Your assignment>
What lines in the records include the string "render"? Return each one.

Data in this exercise>
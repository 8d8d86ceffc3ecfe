//! Weft Reactive - Subscriptions and client capabilities for Weft.
//!
//! This crate defines how Weft talks to the GraphQL client and how results
//! flow back into the binding layer.
//!
//! # Core Concepts
//!
//! - `Client`, `ObservableQuery`: What Weft needs from a GraphQL client
//! - `Subscription`: Cancellable handle returned by `subscribe` (cancel-on-drop)
//! - `Inbox`, `Emitter`: Queue of notifications tagged with instance key and
//!   operation id, drained on the application's event loop
//! - `SubscriptionManager`: Fan-out of listener callbacks
//!
//! # Example
//!
//! ```rust
//! use weft_reactive::{Inbox, Notification};
//! use weft_core::InstanceKey;
//!
//! let inbox = Inbox::new();
//! let key = InstanceKey::allocate("q");
//! let emitter = inbox.emitter(key.clone(), 1);
//!
//! // Observables call the emitter from their callbacks...
//! emitter.next();
//!
//! // ...and the owner applies the queued notifications later.
//! let envelope = inbox.pop().unwrap();
//! assert_eq!(envelope.key, key);
//! assert_eq!(envelope.notification, Notification::Next);
//! ```

pub mod client;
pub mod inbox;
pub mod subscription;
#[cfg(any(test, feature = "test-helpers"))]
pub mod testing;

pub use client::{Client, ObservableQuery};
pub use inbox::{Emitter, Envelope, Inbox, Notification, OperationId};
pub use subscription::{Listener, Subscription, SubscriptionId, SubscriptionManager};
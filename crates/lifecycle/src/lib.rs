//! Weft Lifecycle - Query and mutation lifecycles for Weft.
//!
//! This crate ties a component instance to a GraphQL operation: it asks the
//! client for an observable when the component is created, reconciles it
//! with new props on every render, republishes each result into the store
//! and releases everything when the component goes away.
//!
//! - `Context`: Store, inbox and managers; entry point for the embedding application
//! - `QueryManager`, `QueryProps`: Per-instance observable queries
//! - `MutationManager`, `MutationProps`: Per-instance mutations
//! - `project`: Turns a raw result into the snapshot a render callback sees
//!
//! Results never reach the store from inside a client callback. They are
//! queued in the context's inbox and applied by [`Context::flush`]; a
//! notification whose subscription was released or whose instance was
//! destroyed is dropped there.
//!
//! # Example
//!
//! ```rust
//! use std::rc::Rc;
//! use weft_core::{json, Document, OperationResult};
//! use weft_lifecycle::{Context, QueryProps};
//! use weft_reactive::testing::MockClient;
//!
//! let client = MockClient::new();
//! let mut ctx = Context::default().with_client(Rc::new(client.clone()));
//!
//! let key = ctx.allocate_query_key(None);
//! ctx.init_query(QueryProps::new(key.clone(), Document::new("{ ping }"))).unwrap();
//! assert!(ctx.query_snapshot(&key).unwrap().loading);
//!
//! // The client answers...
//! client.last_observable().unwrap().emit(OperationResult::ready(json!({"ping": "pong"})));
//!
//! // ...and the application applies it on its next turn.
//! ctx.flush().unwrap();
//! assert_eq!(ctx.query_snapshot(&key).unwrap().data, Some(json!({"ping": "pong"})));
//!
//! ctx.destroy_query(&key);
//! assert!(ctx.query_snapshot(&key).is_none());
//! ```

mod context;
mod delivery;
mod mutation;
mod projection;
mod query;

pub use context::Context;
pub use delivery::{Delivery, FlushStats};
pub use mutation::{CompletedHandler, ErrorHandler, MutationManager, MutationProps};
pub use projection::{previous_data_for, project};
pub use query::{QueryEntry, QueryManager, QueryProps};
//! Error types for Weft.

use crate::types::ClientError;
use thiserror::Error;

/// Result type alias for Weft operations.
pub type Result<T> = core::result::Result<T, Error>;

/// Error types for lifecycle, store and configuration operations.
///
/// Errors reported by the GraphQL client are carried as [`ClientError`] and
/// normally end up inside a published result. They only surface here when
/// nothing else is able to handle them.
#[derive(Debug, Error)]
pub enum Error {
    /// No client has been installed in the store.
    #[error("Could not find \"client\" in the state")]
    MissingClient,
    /// No module entry exists for the given instance key.
    #[error("Unknown instance: {key}")]
    UnknownInstance { key: String },
    /// An instance key could not be parsed or built.
    #[error("Invalid instance key: {message}")]
    InvalidKey { message: String },
    /// The client rejected a request synchronously.
    #[error(transparent)]
    Client(#[from] ClientError),
    /// A mutation failed and no `on_error` handler was registered.
    #[error("Unhandled mutation error for {key}: {source}")]
    UnhandledMutation { key: String, source: ClientError },
    /// A query subscription failed with a non-GraphQL (network) error.
    #[error("Unhandled query error for {key}: {source}")]
    UnhandledQuery { key: String, source: ClientError },
    /// Invalid configuration value.
    #[error("Invalid configuration: {message}")]
    Config { message: String },
    /// Malformed JSON input.
    #[error(transparent)]
    Json(#[from] serde_json::Error),
}

impl Error {
    /// Creates an unknown instance error.
    pub fn unknown_instance(key: impl Into<String>) -> Self {
        Error::UnknownInstance { key: key.into() }
    }

    /// Creates an invalid key error.
    pub fn invalid_key(message: impl Into<String>) -> Self {
        Error::InvalidKey {
            message: message.into(),
        }
    }

    /// Creates an unhandled mutation error.
    pub fn unhandled_mutation(key: impl Into<String>, source: ClientError) -> Self {
        Error::UnhandledMutation {
            key: key.into(),
            source,
        }
    }

    /// Creates an unhandled query error.
    pub fn unhandled_query(key: impl Into<String>, source: ClientError) -> Self {
        Error::UnhandledQuery {
            key: key.into(),
            source,
        }
    }

    /// Creates a configuration error.
    pub fn config(message: impl Into<String>) -> Self {
        Error::Config {
            message: message.into(),
        }
    }

    /// Returns the client error carried by this error, if any.
    pub fn client_error(&self) -> Option<&ClientError> {
        match self {
            Error::Client(err) => Some(err),
            Error::UnhandledMutation { source, .. } | Error::UnhandledQuery { source, .. } => {
                Some(source)
            }
            _ => None,
        }
    }
}

#[cfg(test)]
mod tests {
    use super::*;
    use crate::types::GraphQlError;

    #[test]
    fn test_error_display() {
        let err = Error::MissingClient;
        assert!(err.to_string().contains("client"));

        let err = Error::unknown_instance("q1");
        assert!(err.to_string().contains("q1"));

        let err = Error::config("empty prefix");
        assert!(err.to_string().contains("empty prefix"));
    }

    #[test]
    fn test_error_client_error() {
        let source = ClientError::network("connection reset");
        let err = Error::unhandled_mutation("m0", source.clone());
        assert_eq!(err.client_error(), Some(&source));

        let err = Error::from(ClientError::graphql(vec![GraphQlError::new("boom")]));
        assert!(err.client_error().unwrap().is_graphql());

        assert!(Error::MissingClient.client_error().is_none());
    }

    #[test]
    fn test_error_from_json() {
        let parse = serde_json::from_str::<serde_json::Value>("{").unwrap_err();
        let err = Error::from(parse);
        assert!(matches!(err, Error::Json(_)));
    }
}
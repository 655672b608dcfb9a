// SPDX-License-Identifier: PMPL-1.0-or-later
// Copyright (c) 2026 Jonathan D.A. Jewell (hyperpolymath) <jonathan.jewell@open.ac.uk>
//
// Output discovery and relocation of the engine's score file into the
// output directory. Existing artifacts are never overwritten.

use std::fs::{self, File, OpenOptions};
use std::io;
use std::path::{Path, PathBuf};

use staffscan_core::error::{Result, ScanError};
use staffscan_core::{ArtifactId, CollisionPolicy};
use tracing::{debug, info, instrument, warn};

/// Upper bound on `-N` suffixes tried before giving up.
const MAX_SUFFIX: u32 = 10_000;

/// Where the engine is expected to write its result for `image`: same
/// directory, same stem, score extension.
pub fn expected_output_path(image: &Path, extension: &str) -> PathBuf {
    image.with_extension(extension)
}

/// Confirm the engine produced a non-empty score file next to `image`.
pub fn locate_output(image: &Path, extension: &str) -> Result<PathBuf> {
    let expected = expected_output_path(image, extension);
    match fs::metadata(&expected) {
        Ok(meta) if meta.is_file() && meta.len() > 0 => {
            debug!(path = %expected.display(), bytes = meta.len(), "engine output found");
            Ok(expected)
        }
        _ => Err(ScanError::MissingOutput(expected)),
    }
}

/// Move `source` to `<output_dir>/<artifact_id>.<extension>`.
///
/// If the destination is taken, [`CollisionPolicy::Suffix`] tries
/// `<artifact_id>-2`, `-3`, ... while [`CollisionPolicy::Reject`] fails with
/// an `AlreadyExists` I/O error.
#[instrument(skip(source, output_dir), fields(source = %source.display()))]
pub fn relocate_artifact(
    source: &Path,
    output_dir: &Path,
    artifact_id: &ArtifactId,
    extension: &str,
    policy: CollisionPolicy,
) -> Result<PathBuf> {
    for n in 1..=MAX_SUFFIX {
        let name = if n == 1 {
            artifact_id.clone()
        } else {
            artifact_id.with_suffix(n)
        };
        let dest = output_dir.join(format!("{name}.{extension}"));
        match move_no_clobber(source, &dest) {
            Ok(()) => {
                info!(dest = %dest.display(), "score artifact stored");
                return Ok(dest);
            }
            Err(err) if err.kind() == io::ErrorKind::AlreadyExists => match policy {
                CollisionPolicy::Reject => return Err(err.into()),
                CollisionPolicy::Suffix => {
                    warn!(taken = %dest.display(), "artifact name taken, trying next suffix");
                }
            },
            Err(err) => return Err(err.into()),
        }
    }
    Err(io::Error::new(
        io::ErrorKind::AlreadyExists,
        format!("no free artifact name for {artifact_id} in {}", output_dir.display()),
    )
    .into())
}

/// Rename without replacing an existing `dest`.
///
/// A hard link claims the name atomically; when links are not possible
/// (different filesystem) the bytes are copied into a freshly created file.
/// Once `dest` holds the bytes the move counts as done, even if the source
/// cannot be removed.
fn move_no_clobber(source: &Path, dest: &Path) -> io::Result<()> {
    match fs::hard_link(source, dest) {
        Ok(()) => {}
        Err(err) if err.kind() == io::ErrorKind::AlreadyExists => return Err(err),
        Err(err) if err.kind() == io::ErrorKind::NotFound => return Err(err),
        Err(_) => {
            let mut out = OpenOptions::new().write(true).create_new(true).open(dest)?;
            let copied = File::open(source)
                .and_then(|mut input| io::copy(&mut input, &mut out))
                .and_then(|_| out.sync_all());
            if let Err(err) = copied {
                let _ = fs::remove_file(dest);
                return Err(err);
            }
        }
    }
    release_source(source, dest);
    Ok(())
}

/// Remove the engine's copy after a completed move.
fn release_source(source: &Path, dest: &Path) {
    if let Err(err) = fs::remove_file(source) {
        warn!(
            source = %source.display(),
            dest = %dest.display(),
            error = %err,
            "artifact stored but engine output left behind"
        );
    }
}
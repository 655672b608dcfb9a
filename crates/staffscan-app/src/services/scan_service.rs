// SPDX-License-Identifier: PMPL-1.0-or-later
// Copyright (c) 2026 Jonathan D.A. Jewell (hyperpolymath) <jonathan.jewell@open.ac.uk>
//
// Scan service — loads settings, prepares the data directory and owns the
// recognition pipeline for the lifetime of the process.

use std::path::{Path, PathBuf};

use staffscan_core::error::Result;
use staffscan_core::{AppConfig, ProcessingResult};
use staffscan_pipeline::Pipeline;
use tracing::{info, warn};

/// Command-line adjustments applied on top of the settings file. Never
/// persisted.
#[derive(Debug, Clone, Default)]
pub struct EngineOverrides {
    pub program: Option<String>,
    pub timeout_secs: Option<u64>,
}

impl EngineOverrides {
    fn apply(&self, config: &mut AppConfig) {
        if let Some(program) = &self.program {
            config.engine.program = program.clone();
        }
        if let Some(secs) = self.timeout_secs {
            config.engine.timeout_secs = secs;
        }
    }
}

pub struct ScanService {
    data_dir: PathBuf,
    config: AppConfig,
    pipeline: Pipeline,
}

impl ScanService {
    /// Initialise the service. Call once at startup.
    ///
    /// Loads `config_path` (defaults when absent), applies `overrides`,
    /// creates the data directories and writes a default settings file on
    /// first run.
    pub fn init(data_dir: &Path, config_path: &Path, overrides: &EngineOverrides) -> Result<Self> {
        info!(path = %data_dir.display(), "initialising scan service");

        let stored = AppConfig::load(config_path)?;
        let mut config = stored.clone();
        overrides.apply(&mut config);

        let pipeline = Pipeline::from_config(data_dir, &config)?;

        if !config_path.exists() {
            match stored.save(config_path) {
                Ok(()) => info!(path = %config_path.display(), "default settings written"),
                Err(err) => warn!(error = %err, "could not write default settings"),
            }
        }

        Ok(Self {
            data_dir: data_dir.to_path_buf(),
            config,
            pipeline,
        })
    }

    /// Process an uploaded image as-is.
    pub fn upload(&self, image: &Path) -> ProcessingResult {
        self.pipeline.process_path(image, false)
    }

    /// Normalize a photographed page, then process it.
    pub fn photo(&self, image: &Path) -> ProcessingResult {
        self.pipeline.process_path(image, true)
    }

    /// Store camera bytes and process them as a photographed page.
    pub fn photo_bytes(&self, bytes: &[u8]) -> ProcessingResult {
        self.pipeline.submit_bytes(bytes)
    }

    /// The effective settings, overrides included.
    pub fn config(&self) -> &AppConfig {
        &self.config
    }

    pub fn data_dir(&self) -> &Path {
        &self.data_dir
    }
}
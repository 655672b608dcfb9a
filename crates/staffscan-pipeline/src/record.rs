// SPDX-License-Identifier: PMPL-1.0-or-later
// Copyright (c) 2026 Jonathan D.A. Jewell (hyperpolymath) <jonathan.jewell@open.ac.uk>
//
// Job record — a `job.json` summary written into each request's working
// directory: which stages ran and when, how it ended, and a SHA-256
// fingerprint of the delivered score.

use std::path::{Path, PathBuf};

use chrono::{DateTime, Utc};
use serde::Serialize;
use sha2::{Digest, Sha256};
use staffscan_core::error::Result;
use staffscan_core::{ArtifactId, FailureKind, JobId, ProcessingMode, ProcessingRequest, Stage};
use tracing::debug;

/// File name of the record inside the working directory.
pub const RECORD_FILE: &str = "job.json";

/// Compute the SHA-256 hash of `data` as a lowercase hex string.
pub fn hash_bytes(data: &[u8]) -> String {
    let mut hasher = Sha256::new();
    hasher.update(data);
    hex::encode(hasher.finalize())
}

/// A stage transition and when it happened.
#[derive(Debug, Clone, Serialize)]
pub struct StageMark {
    pub stage: Stage,
    pub at: DateTime<Utc>,
}

#[derive(Debug, Clone, Serialize)]
#[serde(tag = "status", rename_all = "snake_case")]
pub enum JobOutcome {
    Success { path: PathBuf, sha256: String },
    Failure { kind: FailureKind, error: String },
}

/// Everything worth knowing about one pipeline run after the fact.
#[derive(Debug, Clone, Serialize)]
pub struct JobRecord {
    pub job_id: JobId,
    pub mode: ProcessingMode,
    pub artifact_id: ArtifactId,
    pub source: PathBuf,
    pub started_at: DateTime<Utc>,
    #[serde(skip_serializing_if = "Option::is_none")]
    pub finished_at: Option<DateTime<Utc>>,
    pub stages: Vec<StageMark>,
    #[serde(skip_serializing_if = "Option::is_none")]
    pub outcome: Option<JobOutcome>,
}

impl JobRecord {
    pub fn start(job_id: JobId, request: &ProcessingRequest) -> Self {
        Self {
            job_id,
            mode: request.mode(),
            artifact_id: request.artifact_id().clone(),
            source: request.source().to_path_buf(),
            started_at: Utc::now(),
            finished_at: None,
            stages: Vec::new(),
            outcome: None,
        }
    }

    pub fn mark(&mut self, stage: Stage) {
        self.stages.push(StageMark {
            stage,
            at: Utc::now(),
        });
    }

    pub fn last_stage(&self) -> Option<Stage> {
        self.stages.last().map(|m| m.stage)
    }

    /// Close the record with a delivered artifact, fingerprinting its bytes.
    pub fn succeed(&mut self, path: &Path) -> Result<()> {
        let sha256 = hash_bytes(&std::fs::read(path)?);
        self.outcome = Some(JobOutcome::Success {
            path: path.to_path_buf(),
            sha256,
        });
        self.finished_at = Some(Utc::now());
        Ok(())
    }

    pub fn fail(&mut self, kind: FailureKind, error: impl Into<String>) {
        self.outcome = Some(JobOutcome::Failure {
            kind,
            error: error.into(),
        });
        self.finished_at = Some(Utc::now());
    }

    /// Write `job.json` into `workdir`, returning its path.
    pub fn write(&self, workdir: &Path) -> Result<PathBuf> {
        let path = workdir.join(RECORD_FILE);
        std::fs::write(&path, serde_json::to_vec_pretty(self)?)?;
        debug!(path = %path.display(), "job record written");
        Ok(path)
    }
}
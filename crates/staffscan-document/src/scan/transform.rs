// SPDX-License-Identifier: PMPL-1.0-or-later
// Copyright (c) 2026 Jonathan D.A. Jewell (hyperpolymath) <jonathan.jewell@open.ac.uk>
//
// Four-point perspective rectification.

use image::{DynamicImage, Rgb, RgbImage};
use imageproc::geometric_transformations::{Interpolation, Projection, warp_into};
use tracing::{debug, warn};

use super::contour::{Point, Quad};

/// Order four corners as `[top_left, top_right, bottom_right, bottom_left]`.
///
/// Top-left has the smallest `x + y` and bottom-right the largest.
/// Top-right has the smallest `y - x` and bottom-left the largest. Ties go
/// to the earliest input point.
pub fn order_points(pts: Quad) -> Quad {
    let pick = |key: fn(&Point) -> f32, largest: bool| -> Point {
        let mut best = pts[0];
        for p in &pts[1..] {
            let better = if largest {
                key(p) > key(&best)
            } else {
                key(p) < key(&best)
            };
            if better {
                best = *p;
            }
        }
        best
    };
    let sum = |p: &Point| p.0 + p.1;
    let diff = |p: &Point| p.1 - p.0;

    [
        pick(sum, false),
        pick(diff, false),
        pick(sum, true),
        pick(diff, true),
    ]
}

/// Size of the rectified output for ordered corners.
///
/// Width is the longer of the top and bottom edges, height the longer of
/// the left and right edges; each edge length is truncated to an integer.
pub fn rectified_size(ordered: &Quad) -> (u32, u32) {
    let [tl, tr, br, bl] = *ordered;
    let len = |a: Point, b: Point| ((a.0 - b.0).powi(2) + (a.1 - b.1).powi(2)).sqrt() as u32;
    let width = len(br, bl).max(len(tr, tl));
    let height = len(tr, br).max(len(tl, bl));
    (width, height)
}

/// Warp the quadrilateral `pts` of `image` onto an axis-aligned rectangle.
///
/// Corners map to `(0, 0)`, `(w - 1, 0)`, `(w - 1, h - 1)`, `(0, h - 1)`.
/// Returns `None` for degenerate quadrilaterals (zero-sized output or no
/// solvable projection).
pub fn four_point_transform(image: &DynamicImage, pts: Quad) -> Option<DynamicImage> {
    let ordered = order_points(pts);
    let (width, height) = rectified_size(&ordered);
    if width < 2 || height < 2 {
        warn!(width, height, "Page quadrilateral is degenerate");
        return None;
    }

    let (w, h) = ((width - 1) as f32, (height - 1) as f32);
    let dest: Quad = [(0.0, 0.0), (w, 0.0), (w, h), (0.0, h)];

    let Some(projection) = Projection::from_control_points(ordered, dest) else {
        warn!(?ordered, "Failed to compute projective transform");
        return None;
    };

    let source = image.to_rgb8();
    let mut output = RgbImage::new(width, height);
    warp_into(
        &source,
        &projection,
        Interpolation::Bilinear,
        Rgb([255u8, 255, 255]),
        &mut output,
    );
    debug!(width, height, "Perspective rectification applied");

    Some(DynamicImage::ImageRgb8(output))
}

Answer to the exercise>
//! with new props on every render, republishes each result into the store
//! - `project`: Turns a raw result into the snapshot a render callback sees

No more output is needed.